Bolsonaro é um cão do inferno, diz diretor do ‘Pantanal’ – 13/05/2022 – Celebridades


Rio de Janeiro

Um dos diretores do “Pantanal” e grande nome do cinema e da TV brasileira, Walter Carvalho75, recebeu na noite desta quarta-feira (12) amigos e colegas para a abertura da exposição “Iluminuras”, em uma galeria no Leblon, Rio. Feliz com quase metade [6] dos 16 quadros expostos vendidos no primeiro dia, ele conversou com F5 sobre o novo trabalho, comentou a novela e não se esquivou de um assunto delicado no meio artístico: as próximas eleições. Walter chamou Bolsonaro de ‘cão do inferno’ e assumiu que temia uma guerra no país.

Estamos em um ano de eleições extremamente polarizadas, com ataques à democracia. O que você acha que pode acontecer até outubro?
Acho que temos que estar preparados para uma atitude muito agressiva que pode acontecer. Tenho a impressão de que se continuar a perspectiva desse cão infernal que comanda o Brasil, se continuar a perspectiva de seus desejos e de suas vontades, vamos ter uma guerra.

Por que você pensa isso?
Não pode ser encarado de forma tão arbitrária como o faz com o Supremo Tribunal Federal. Você não pode atacar o STF como ele faz. Como ele também ataca o Congresso e ataca a própria sociedade. Então, acho que temos que estar muito organizados e preparados.

Como se prevenir?
Acho que vamos ter problemas para tirar esse ‘cão do inferno’ de onde ele está, então o voto consciente nessas eleições nunca foi tão importante. Hoje, por um lado, temos a coisa mais progressista, mais humanista e uma visão com desejo de um projeto social e, por outro, a irracionalidade fascista que persiste e que me dá muito medo.

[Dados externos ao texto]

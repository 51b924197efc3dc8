//! In-Memory Backend
//!
//! Process-local backend for tests and the interactive CLI. Uses DashMap for
//! lock-free concurrent access.

use std::sync::atomic::{AtomicBool, AtomicU64, Ordering};

use async_trait::async_trait;
use bytes::Bytes;
use dashmap::DashMap;

use super::{BackendStats, FileMetadata, StorageBackend};
use crate::error::{Error, Result};

/// In-memory storage backend
#[derive(Default)]
pub struct MemoryBackend {
    /// Container index -> serialized container
    containers: DashMap<u64, Bytes>,
    /// Path -> metadata
    metadata: DashMap<String, FileMetadata>,
    /// Statistics
    total_bytes: AtomicU64,
    reads: AtomicU64,
    writes: AtomicU64,
    disconnected: AtomicBool,
}

impl MemoryBackend {
    /// Create a new in-memory backend
    pub fn new() -> Self {
        Self::default()
    }

    /// Drop a container, simulating data loss
    pub fn remove_container(&self, index: u64) -> bool {
        match self.containers.remove(&index) {
            Some((_, payload)) => {
                self.total_bytes
                    .fetch_sub(payload.len() as u64, Ordering::Relaxed);
                true
            }
            None => false,
        }
    }

    /// Indices of all stored containers, unordered
    pub fn container_indices(&self) -> Vec<u64> {
        self.containers.iter().map(|entry| *entry.key()).collect()
    }

    fn check_connected(&self) -> Result<()> {
        if self.disconnected.load(Ordering::Acquire) {
            return Err(Error::BackendTransport("backend disconnected".to_string()));
        }
        Ok(())
    }
}

#[async_trait]
impl StorageBackend for MemoryBackend {
    async fn get_file_metadata(&self, path: &str) -> Result<Option<FileMetadata>> {
        self.check_connected()?;
        self.reads.fetch_add(1, Ordering::Relaxed);
        Ok(self.metadata.get(path).map(|m| m.clone()))
    }

    async fn set_file_metadata(&self, path: &str, metadata: &FileMetadata) -> Result<()> {
        self.check_connected()?;
        self.writes.fetch_add(1, Ordering::Relaxed);
        self.metadata.insert(path.to_string(), metadata.clone());
        Ok(())
    }

    async fn file_paths(&self) -> Result<Vec<String>> {
        self.check_connected()?;
        let mut paths: Vec<String> = self.metadata.iter().map(|e| e.key().clone()).collect();
        paths.sort();
        Ok(paths)
    }

    async fn retrieve_aggregated_blocks(&self, index: u64) -> Result<Option<Bytes>> {
        self.check_connected()?;
        self.reads.fetch_add(1, Ordering::Relaxed);
        Ok(self.containers.get(&index).map(|p| p.clone()))
    }

    async fn store_aggregated_blocks(&self, index: u64, payload: Bytes) -> Result<()> {
        self.check_connected()?;
        self.writes.fetch_add(1, Ordering::Relaxed);

        let size = payload.len() as u64;
        match self.containers.insert(index, payload) {
            Some(old) => {
                let old_size = old.len() as u64;
                if size > old_size {
                    self.total_bytes.fetch_add(size - old_size, Ordering::Relaxed);
                } else {
                    self.total_bytes.fetch_sub(old_size - size, Ordering::Relaxed);
                }
            }
            None => {
                self.total_bytes.fetch_add(size, Ordering::Relaxed);
            }
        }
        Ok(())
    }

    async fn is_aggregated_block_available(&self, index: u64) -> Result<bool> {
        self.check_connected()?;
        self.reads.fetch_add(1, Ordering::Relaxed);
        Ok(self.containers.contains_key(&index))
    }

    async fn highest_container_index(&self) -> Result<Option<u64>> {
        Ok(self.containers.iter().map(|e| *e.key()).max())
    }

    async fn disconnect(&self) -> Result<()> {
        self.disconnected.store(true, Ordering::Release);
        Ok(())
    }

    fn stats(&self) -> BackendStats {
        BackendStats {
            container_count: self.containers.len() as u64,
            total_bytes: self.total_bytes.load(Ordering::Relaxed),
            file_count: self.metadata.len() as u64,
            reads: self.reads.load(Ordering::Relaxed),
            writes: self.writes.load(Ordering::Relaxed),
        }
    }
}
//! Null Code
//!
//! Stores data symbols only. Useful to measure the cost of the other codes.

use crate::ec::{check_encode_lengths, check_positions, too_many, ErasureCode};
use crate::error::{Error, Result};

/// Code without any parity
#[derive(Debug, Clone)]
pub struct NullCode {
    stripe_size: usize,
}

impl NullCode {
    pub fn new(stripe_size: usize) -> Result<Self> {
        if stripe_size == 0 {
            return Err(Error::InvalidEcConfig(
                "stripe_size must be greater than 0".to_string(),
            ));
        }
        Ok(Self { stripe_size })
    }
}

impl ErasureCode for NullCode {
    fn stripe_size(&self) -> usize {
        self.stripe_size
    }

    fn parity_size(&self) -> usize {
        0
    }

    fn encode(&self, data: &[u8], parity: &mut [u8]) -> Result<()> {
        check_encode_lengths(self, data, parity)
    }

    fn decode(
        &self,
        _buffer: &[u8],
        erased: &[usize],
        _erased_values: &mut [u8],
        _to_read: &[usize],
        _not_to_read: &[usize],
    ) -> Result<()> {
        if erased.is_empty() {
            Ok(())
        } else {
            Err(too_many(self, erased.len()))
        }
    }

    fn locations_to_read_for_decode(&self, erased: &[usize]) -> Result<Vec<usize>> {
        check_positions(self, erased)?;
        if !erased.is_empty() {
            return Err(too_many(self, erased.len()));
        }
        Ok((0..self.stripe_size).collect())
    }
}
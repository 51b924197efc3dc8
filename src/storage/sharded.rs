//! Sharded Memory Backend
//!
//! In-process simulation of a hash-slot cluster. Nodes own contiguous slot
//! ranges and containers are addressed through a `PositionSlotLayout`, so
//! with as many nodes as stripe positions, each node serves exactly one
//! position. Nodes can be failed (their data is lost and calls error out) and
//! restored empty.
//!
//! File metadata is replicated on every node and survives node failures.

use std::sync::atomic::{AtomicBool, AtomicU64, Ordering};
use std::sync::Arc;

use async_trait::async_trait;
use bytes::Bytes;
use dashmap::DashMap;
use tracing::{info, warn};

use super::slots::{key_hash_slot, PositionSlotLayout, SlotTagTable, SLOT_COUNT};
use super::{BackendStats, FileMetadata, StorageBackend};
use crate::error::{Error, Result};

#[derive(Default)]
struct Node {
    containers: DashMap<String, Bytes>,
    failed: AtomicBool,
}

/// Cluster of in-memory nodes addressed by hash slot
pub struct ShardedMemoryBackend {
    nodes: Vec<Node>,
    layout: PositionSlotLayout,
    metadata: DashMap<String, FileMetadata>,
    reads: AtomicU64,
    writes: AtomicU64,
    topology_refreshes: AtomicU64,
}

impl ShardedMemoryBackend {
    /// Create a cluster of `node_count` nodes for stripes of `total_size`.
    pub fn new(node_count: usize, total_size: usize, tags: Arc<SlotTagTable>) -> Result<Self> {
        if node_count == 0 || node_count > SLOT_COUNT {
            return Err(Error::Config(format!("invalid node count {}", node_count)));
        }
        Ok(Self {
            nodes: (0..node_count).map(|_| Node::default()).collect(),
            layout: PositionSlotLayout::new(total_size, tags)?,
            metadata: DashMap::new(),
            reads: AtomicU64::new(0),
            writes: AtomicU64::new(0),
            topology_refreshes: AtomicU64::new(0),
        })
    }

    pub fn node_count(&self) -> usize {
        self.nodes.len()
    }

    /// Node owning a slot
    pub fn node_of_slot(&self, slot: usize) -> usize {
        slot * self.nodes.len() / SLOT_COUNT
    }

    /// Node holding a container
    pub fn node_of_container(&self, index: u64) -> usize {
        self.node_of_slot(self.layout.slot_of(index))
    }

    /// Lose every container of a node and fail further calls to it
    pub fn fail_node(&self, node: usize) {
        if let Some(n) = self.nodes.get(node) {
            n.failed.store(true, Ordering::Release);
            n.containers.clear();
            warn!("Node {} failed", node);
        }
    }

    /// Bring a failed node back, empty
    pub fn restore_node(&self, node: usize) {
        if let Some(n) = self.nodes.get(node) {
            n.failed.store(false, Ordering::Release);
            info!("Node {} restored", node);
        }
    }

    pub fn topology_refreshes(&self) -> u64 {
        self.topology_refreshes.load(Ordering::Relaxed)
    }

    fn route(&self, index: u64) -> Result<(String, &Node)> {
        let key = self.layout.key_of(index);
        let node_index = self.node_of_slot(key_hash_slot(key.as_bytes()));
        let node = &self.nodes[node_index];
        if node.failed.load(Ordering::Acquire) {
            return Err(Error::BackendTransport(format!(
                "node {} unreachable for {}",
                node_index, key
            )));
        }
        Ok((key, node))
    }
}

#[async_trait]
impl StorageBackend for ShardedMemoryBackend {
    async fn get_file_metadata(&self, path: &str) -> Result<Option<FileMetadata>> {
        self.reads.fetch_add(1, Ordering::Relaxed);
        Ok(self.metadata.get(path).map(|m| m.clone()))
    }

    async fn set_file_metadata(&self, path: &str, metadata: &FileMetadata) -> Result<()> {
        self.writes.fetch_add(1, Ordering::Relaxed);
        self.metadata.insert(path.to_string(), metadata.clone());
        Ok(())
    }

    async fn file_paths(&self) -> Result<Vec<String>> {
        let mut paths: Vec<String> = self.metadata.iter().map(|e| e.key().clone()).collect();
        paths.sort();
        Ok(paths)
    }

    async fn retrieve_aggregated_blocks(&self, index: u64) -> Result<Option<Bytes>> {
        self.reads.fetch_add(1, Ordering::Relaxed);
        let (key, node) = self.route(index)?;
        Ok(node.containers.get(&key).map(|p| p.clone()))
    }

    async fn store_aggregated_blocks(&self, index: u64, payload: Bytes) -> Result<()> {
        self.writes.fetch_add(1, Ordering::Relaxed);
        let (key, node) = self.route(index)?;
        node.containers.insert(key, payload);
        Ok(())
    }

    async fn is_aggregated_block_available(&self, index: u64) -> Result<bool> {
        self.reads.fetch_add(1, Ordering::Relaxed);
        let (key, node) = self.route(index)?;
        Ok(node.containers.contains_key(&key))
    }

    async fn highest_container_index(&self) -> Result<Option<u64>> {
        Ok(self
            .nodes
            .iter()
            .flat_map(|node| {
                node.containers
                    .iter()
                    .filter_map(|e| PositionSlotLayout::index_of(e.key()))
                    .collect::<Vec<_>>()
            })
            .max())
    }

    async fn refresh_topology(&self) -> Result<()> {
        self.topology_refreshes.fetch_add(1, Ordering::Relaxed);
        Ok(())
    }

    async fn disconnect(&self) -> Result<()> {
        Ok(())
    }

    fn stats(&self) -> BackendStats {
        let (container_count, total_bytes) = self.nodes.iter().fold((0u64, 0u64), |acc, node| {
            node.containers.iter().fold(acc, |(count, bytes), e| {
                (count + 1, bytes + e.value().len() as u64)
            })
        });
        BackendStats {
            container_count,
            total_bytes,
            file_count: self.metadata.len() as u64,
            reads: self.reads.load(Ordering::Relaxed),
            writes: self.writes.load(Ordering::Relaxed),
        }
    }
}

#[cfg(test)]
mod tests {
    use super::*;
    use crate::storage::{BlockStore, StoreConfig};
    use std::sync::OnceLock;

    fn tags() -> Arc<SlotTagTable> {
        static TABLE: OnceLock<Arc<SlotTagTable>> = OnceLock::new();
        TABLE
            .get_or_init(|| Arc::new(SlotTagTable::generate().unwrap()))
            .clone()
    }

    #[test]
    fn test_one_node_per_position() {
        let backend = ShardedMemoryBackend::new(8, 8, tags()).unwrap();
        for index in 0..500u64 {
            assert_eq!(backend.node_of_container(index), (index % 8) as usize);
        }
    }

    #[tokio::test]
    async fn test_failed_node_loses_one_position() {
        let backend = Arc::new(ShardedMemoryBackend::new(8, 8, tags()).unwrap());
        let config = StoreConfig {
            read_size: 16,
            ..Default::default()
        };
        let store = BlockStore::open(backend.clone(), 8, config).await.unwrap();

        let mut keys = Vec::new();
        for round in 0..6u8 {
            for position in 0..8 {
                keys.push(store.store_block(round ^ position as u8, position).await.unwrap());
            }
        }
        store.flush_all().await.unwrap();
        assert!(backend.stats().container_count >= 8);

        backend.fail_node(3);
        store.clear_read_cache().await.unwrap();
        assert_eq!(backend.topology_refreshes(), 1);

        let available = store.availability(&keys).await.unwrap();
        for (key, available) in keys.iter().zip(available) {
            assert_eq!(available, store.position_of(*key) != 3);
        }

        // Writes to a failed node fail, reads elsewhere still succeed
        assert!(backend.store_aggregated_blocks(3, Bytes::new()).await.is_err());
        assert_eq!(store.retrieve_block(keys[0]).await.unwrap(), Some(0));

        backend.restore_node(3);
        assert!(!backend.is_aggregated_block_available(3).await.unwrap());
    }

    #[tokio::test]
    async fn test_highest_container_index() {
        let backend = ShardedMemoryBackend::new(3, 4, tags()).unwrap();
        assert_eq!(backend.highest_container_index().await.unwrap(), None);
        backend.store_aggregated_blocks(9, Bytes::from_static(b"x")).await.unwrap();
        backend.store_aggregated_blocks(2, Bytes::from_static(b"y")).await.unwrap();
        assert_eq!(backend.highest_container_index().await.unwrap(), Some(9));
        assert_eq!(backend.stats().total_bytes, 2);
    }
}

Nem toda classe artística compartilha seu medo.
Acho que é direito de cada um escolher sua posição política e ninguém é obrigado a fazer nada, mas que algo menos nocivo que esse direito fascista possa ser escolhido. Tudo bem que você tem o direito de escolher, mas não poderia ser melhor? Eu sempre pergunto isso. Peço não só para as pessoas da classe artística, mas para todas as outras áreas. Conheço muito poucos na classe artística que apoiam esse ‘cão do inferno’, mas a maioria é contra.

Já dirigiu cinematografia para filmes como “Central do Brasil” (1998), “Lavoura Arcaica” (2001), séries e novelas, sendo “Amor de Mãe” (2019) o mais recente. A experiência no “Pantanal” é de alguma forma diferente do que você já fez antes?
Há uma exuberância de beleza natural no Pantanal, mas você não está ali contando a história da natureza, do lugar. Você está contando a história do ser humano. Aliás, de vários seres humanos na novela: Juma, Jove, Muda, José Leôncio… Então vamos dar um conceito, uma liberdade dos personagens dentro daquela paisagem incrível. É o ator, o texto e essa natureza, sem verniz ou quaisquer efeitos de linguagem ou artifícios da representação narrativa. Isso faz com que o espectador se sinta na frente da TV e aproveite o que está assistindo.